La antropóloga Gayle Rubin, autora de la cita que encabeza este post, respondió así a esta pregunta, hace más de veinticinco años: “Lo que es más importante, el análisis de las causas de la opresión de las mujeres constituye la base de cualquier estimación de lo que habría que cambiar para alcanzar una sociedad sin jerarquía por géneros. Así, si en la raíz de la opresión femenina encontramos, innatas en los hombres, agresividad y tendencia al dominio, el programa feminista requeriría lógicamente ya sea el exterminio del sexo delincuente o bien un programa eugenésico para modificar ese carácter.

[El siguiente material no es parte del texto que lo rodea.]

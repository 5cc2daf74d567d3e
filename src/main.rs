use clap::Parser;
use stockscope::cli::{run, Cli};

fn main() -> std::process::ExitCode {
    env_logger::init();
    run(Cli::parse())
}
//! OHLCV bar and validated daily price series.

use chrono::{Datelike, Duration, NaiveDate, Weekday};

use crate::domain::error::StockscopeError;

#[derive(Debug, Clone, PartialEq)]
pub struct OhlcvBar {
    pub date: NaiveDate,
    pub open: f64,
    pub high: f64,
    pub low: f64,
    pub close: f64,
    pub volume: i64,
}

impl OhlcvBar {
    /// Close above open.
    pub fn is_up_candle(&self) -> bool {
        self.close > self.open
    }

    /// Close below open.
    pub fn is_down_candle(&self) -> bool {
        self.close < self.open
    }
}

/// Day on which a resampled week closes.
#[derive(Debug, Clone, Copy, PartialEq, Eq, Default)]
pub enum WeekAnchor {
    /// ISO week, Monday through Sunday.
    #[default]
    Sunday,
    /// Trading week closing on Friday; weekend bars roll into the next week.
    Friday,
}

impl WeekAnchor {
    fn weekday(self) -> Weekday {
        match self {
            WeekAnchor::Sunday => Weekday::Sun,
            WeekAnchor::Friday => Weekday::Fri,
        }
    }

    /// The week-closing date for the week containing `date`.
    pub fn week_end(self, date: NaiveDate) -> NaiveDate {
        let target = self.weekday().num_days_from_monday() as i64;
        let current = date.weekday().num_days_from_monday() as i64;
        date + Duration::days((target - current).rem_euclid(7))
    }

    pub fn parse(value: &str) -> Option<Self> {
        match value.trim().to_lowercase().as_str() {
            "sunday" | "sun" | "iso" => Some(WeekAnchor::Sunday),
            "friday" | "fri" => Some(WeekAnchor::Friday),
            _ => None,
        }
    }
}

/// Ascending, duplicate-free daily bars for one security.
///
/// The latest bar is always the last element.
#[derive(Debug, Clone)]
pub struct PriceSeries {
    code: String,
    bars: Vec<OhlcvBar>,
}

impl PriceSeries {
    pub fn new(code: impl Into<String>, bars: Vec<OhlcvBar>) -> Result<Self, StockscopeError> {
        for bar in &bars {
            let prices = [bar.open, bar.high, bar.low, bar.close];
            if prices.iter().any(|p| !p.is_finite()) {
                return Err(StockscopeError::InvalidSeries {
                    reason: format!("non-finite price on {}", bar.date),
                });
            }
        }

        for pair in bars.windows(2) {
            if pair[1].date <= pair[0].date {
                return Err(StockscopeError::InvalidSeries {
                    reason: format!(
                        "dates must be strictly increasing ({} follows {})",
                        pair[1].date, pair[0].date
                    ),
                });
            }
        }

        Ok(Self {
            code: code.into(),
            bars,
        })
    }

    pub fn code(&self) -> &str {
        &self.code
    }

    pub fn bars(&self) -> &[OhlcvBar] {
        &self.bars
    }

    pub fn len(&self) -> usize {
        self.bars.len()
    }

    pub fn is_empty(&self) -> bool {
        self.bars.is_empty()
    }

    pub fn latest(&self) -> Option<&OhlcvBar> {
        self.bars.last()
    }

    pub fn latest_close(&self) -> Option<f64> {
        self.bars.last().map(|b| b.close)
    }

    pub fn closes(&self) -> Vec<f64> {
        self.bars.iter().map(|b| b.close).collect()
    }

    /// The trailing `n` bars (or all of them when shorter).
    pub fn tail(&self, n: usize) -> &[OhlcvBar] {
        let start = self.bars.len().saturating_sub(n);
        &self.bars[start..]
    }

    /// Aggregate daily bars into weekly bars.
    ///
    /// open = first, high = max, low = min, close = last, volume = sum. Each
    /// weekly bar is dated with its week-closing day under `anchor`.
    pub fn resample_weekly(&self, anchor: WeekAnchor) -> Vec<OhlcvBar> {
        let mut weeks: Vec<OhlcvBar> = Vec::new();

        for bar in &self.bars {
            let week_end = anchor.week_end(bar.date);
            match weeks.last_mut() {
                Some(week) if week.date == week_end => {
                    week.high = week.high.max(bar.high);
                    week.low = week.low.min(bar.low);
                    week.close = bar.close;
                    week.volume += bar.volume;
                }
                _ => weeks.push(OhlcvBar {
                    date: week_end,
                    ..bar.clone()
                }),
            }
        }

        weeks
    }
}

#[cfg(test)]
mod tests {
    use super::*;

    fn bar(date: NaiveDate, open: f64, high: f64, low: f64, close: f64, volume: i64) -> OhlcvBar {
        OhlcvBar {
            date,
            open,
            high,
            low,
            close,
            volume,
        }
    }

    fn d(y: i32, m: u32, day: u32) -> NaiveDate {
        NaiveDate::from_ymd_opt(y, m, day).unwrap()
    }

    #[test]
    fn rejects_duplicate_dates() {
        let bars = vec![
            bar(d(2024, 1, 2), 1.0, 1.0, 1.0, 1.0, 10),
            bar(d(2024, 1, 2), 1.0, 1.0, 1.0, 1.0, 10),
        ];
        let err = PriceSeries::new("T", bars).unwrap_err();
        assert!(matches!(err, StockscopeError::InvalidSeries { .. }));
    }

    #[test]
    fn rejects_descending_dates() {
        let bars = vec![
            bar(d(2024, 1, 3), 1.0, 1.0, 1.0, 1.0, 10),
            bar(d(2024, 1, 2), 1.0, 1.0, 1.0, 1.0, 10),
        ];
        assert!(PriceSeries::new("T", bars).is_err());
    }

    #[test]
    fn rejects_nan_close() {
        let bars = vec![bar(d(2024, 1, 3), 1.0, 1.0, 1.0, f64::NAN, 10)];
        assert!(PriceSeries::new("T", bars).is_err());
    }

    #[test]
    fn week_end_sunday_anchor() {
        // 2024-01-03 is a Wednesday
        assert_eq!(WeekAnchor::Sunday.week_end(d(2024, 1, 3)), d(2024, 1, 7));
        assert_eq!(WeekAnchor::Sunday.week_end(d(2024, 1, 7)), d(2024, 1, 7));
        assert_eq!(WeekAnchor::Sunday.week_end(d(2024, 1, 8)), d(2024, 1, 14));
    }

    #[test]
    fn week_end_friday_anchor_rolls_weekend_forward() {
        assert_eq!(WeekAnchor::Friday.week_end(d(2024, 1, 5)), d(2024, 1, 5));
        // Saturday belongs to the following trading week
        assert_eq!(WeekAnchor::Friday.week_end(d(2024, 1, 6)), d(2024, 1, 12));
    }

    #[test]
    fn resample_aggregates_ohlcv() {
        let bars = vec![
            bar(d(2024, 1, 2), 10.0, 12.0, 9.0, 11.0, 100),
            bar(d(2024, 1, 3), 11.0, 15.0, 10.0, 14.0, 200),
            bar(d(2024, 1, 5), 14.0, 14.5, 8.0, 13.0, 300),
            bar(d(2024, 1, 8), 13.0, 13.5, 12.0, 12.5, 50),
        ];
        let series = PriceSeries::new("T", bars).unwrap();
        let weekly = series.resample_weekly(WeekAnchor::Sunday);

        assert_eq!(weekly.len(), 2);
        let first = &weekly[0];
        assert_eq!(first.date, d(2024, 1, 7));
        assert_eq!(first.open, 10.0);
        assert_eq!(first.high, 15.0);
        assert_eq!(first.low, 8.0);
        assert_eq!(first.close, 13.0);
        assert_eq!(first.volume, 600);
        assert_eq!(weekly[1].close, 12.5);
    }

    #[test]
    fn tail_shorter_than_series() {
        let bars = vec![
            bar(d(2024, 1, 2), 1.0, 1.0, 1.0, 1.0, 1),
            bar(d(2024, 1, 3), 2.0, 2.0, 2.0, 2.0, 1),
        ];
        let series = PriceSeries::new("T", bars).unwrap();
        assert_eq!(series.tail(1).len(), 1);
        assert_eq!(series.tail(10).len(), 2);
        assert_eq!(series.latest_close(), Some(2.0));
    }

    #[test]
    fn candle_color() {
        let up = bar(d(2024, 1, 2), 10.0, 11.0, 9.0, 10.5, 1);
        assert!(up.is_up_candle());
        assert!(!up.is_down_candle());
    }
}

Si el sexismo es un producto secundario del despiadado apetito de beneficios del capitalismo, entonces se marchitaría en caso de una revolución socialista exitosa. Si la histórica derrota mundial de las mujeres sucedió a manos de una rebelión patriarcal armada, es hora de que guerrilleras amazonas empiecen a entrenarse en los Adirondacks[1]”. Es decir, que las soluciones a los problemas están directamente relacionadas con sus causas.
Por eso, precisamente hoy, me pregunto si los muchos que apelan a la naturaleza para explicar e, incluso, defender la real subordinación de las mujeres –sea cual sea el eufemismo con el que se intente disimular– y nos animan a asumir y aceptar nuestra “natural” condición de subordinadas se dan cuenta de lo que dicen, porque no solo reducen al ser humano a pura biología, negando precisamente su humanidad, sino que invitan –indudablemente, sin pretenderlo– al exterminio del “sexo delincuente”, porque lo que está claro, desde los comienzos de la vida humana, y como la historia demuestra, es que las mujeres, seres humanos plenos, ni podemos ni queremos ni debemos aceptar la subordinación. De acuerdo, lo del exterminio suena mal, muy mal, y no seré yo quien anime tal práctica, entre otras cosas, porque no pienso que la naturaleza sea la responsable de la secular subordinación de las mujeres ni que los hombres sean, por tanto, “naturalmente” delincuentes.
Creo que única manera de salvarse de la perpetuación de la barbarie es reconocer y aceptar algo que el feminismo afirma, con fundamentos, desde hace muchos años y que mucha gente se resiste a admitir, porque pone en tela de juicio sus privilegios… Y es que la subordinación de las mujeres es histórica y cultural, es decir, no natural –y, por tanto, tampoco fruto de la voluntad divina–, sino construida y, por tanto, algo que se puede y se debe erradicar. ¿Cómo? Cambiando la cultura, algo posible y necesario. No es ni será tarea fácil, ni a corto plazo, pero saber que es posible nos da motivos para la esperanza.
[1] Macizo montañoso de los Estados Unidos en el noroeste del estado de Nueva York.